Until Mohamed Sarah Jalloh organized the Guinea Association of America in
1997, New York City immigrants from his West African homeland were often
split by political and tribal rivalries.
"I've been working very hard to get everybody together," Jalloh said
yesterday.
The fatal police shooting of Ahmed Diallo made the job a lot easier.
"Everybody is very angry over this," said Jalloh after a meeting of
Guinean community leaders at the country's United Nations Mission in
Manhattan. "We are united."
In a sense, Diallo's story is the saga of many immigrants in the local
Guinean community, estimated at 1,000 to 4,000 members and growing.
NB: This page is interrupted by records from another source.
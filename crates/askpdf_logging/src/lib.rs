#![deny(missing_docs)]
//! Shared logging utilities for the askpdf workspace.
//!
//! This crate provides the `askpdf_*` logging macros used across the codebase,
//! a helper for keeping user text short in log lines, and a minimal test
//! initializer for the global logger.

use std::borrow::Cow;

/// Logs a trace-level message using the global logging facade.
#[macro_export]
macro_rules! askpdf_trace {
    ($($arg:tt)*) => {{
        log::trace!($($arg)*);
    }};
}

/// Logs an info-level message using the global logging facade.
#[macro_export]
macro_rules! askpdf_info {
    ($($arg:tt)*) => {{
        log::info!($($arg)*);
    }};
}

/// Logs a debug-level message using the global logging facade.
#[macro_export]
macro_rules! askpdf_debug {
    ($($arg:tt)*) => {{
        log::debug!($($arg)*);
    }};
}

/// Logs a warn-level message using the global logging facade.
#[macro_export]
macro_rules! askpdf_warn {
    ($($arg:tt)*) => {{
        log::warn!($($arg)*);
    }};
}

/// Logs an error-level message using the global logging facade.
#[macro_export]
macro_rules! askpdf_error {
    ($($arg:tt)*) => {{
        log::error!($($arg)*);
    }};
}

/// Returns at most `max_chars` characters of `text` on a single line.
///
/// Newlines are flattened to spaces and a trailing `…` marks truncation, so
/// queries and markdown answers can be logged without flooding the log file.
pub fn preview(text: &str, max_chars: usize) -> Cow<'_, str> {
    let needs_flatten = text.contains(['\n', '\r']);
    let char_count = text.chars().count();
    if !needs_flatten && char_count <= max_chars {
        return Cow::Borrowed(text);
    }

    let mut out: String = text
        .chars()
        .take(max_chars)
        .map(|ch| if ch == '\n' || ch == '\r' { ' ' } else { ch })
        .collect();
    if char_count > max_chars {
        out.push('…');
    }
    Cow::Owned(out)
}

/// Initializes a simple terminal logger for use in unit tests.
///
/// This safely no-ops if another logger has already been initialized.
pub fn initialize_for_tests() {
    use simplelog::{ColorChoice, CombinedLogger, Config, TermLogger, TerminalMode};

    // Use debug level in debug builds, info in release builds.
    let level = if cfg!(debug_assertions) {
        log::LevelFilter::Debug
    } else {
        log::LevelFilter::Info
    };

    // Ignore the error if a logger was already set by another test.
    let _ = CombinedLogger::init(vec![TermLogger::new(
        level,
        Config::default(),
        TerminalMode::Stderr,
        ColorChoice::Auto,
    )]);
}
Like him, most come from the Fula tribe, the largest group in their
French-speaking homeland of roughly 7 million.
Like him, many work the bone-wearying long hours that are the
immigrant's lot, often driving livery cabs or selling T-shirts and other
goods on city sidewalks.
And like Diallo, who lived in the Bronx' Soundview section, most settled
in small enclaves in the South Bronx, Harlem, Flatbush and Crown
Heights, Brooklyn, or LeFrak City in Queens.
They come, in part, seeking freedom from the political factionalism
behind the recent bulldozing of some homes in Conakry, Guinea's capital.
"The owners were from a party critical of the government," explained
Jalloh.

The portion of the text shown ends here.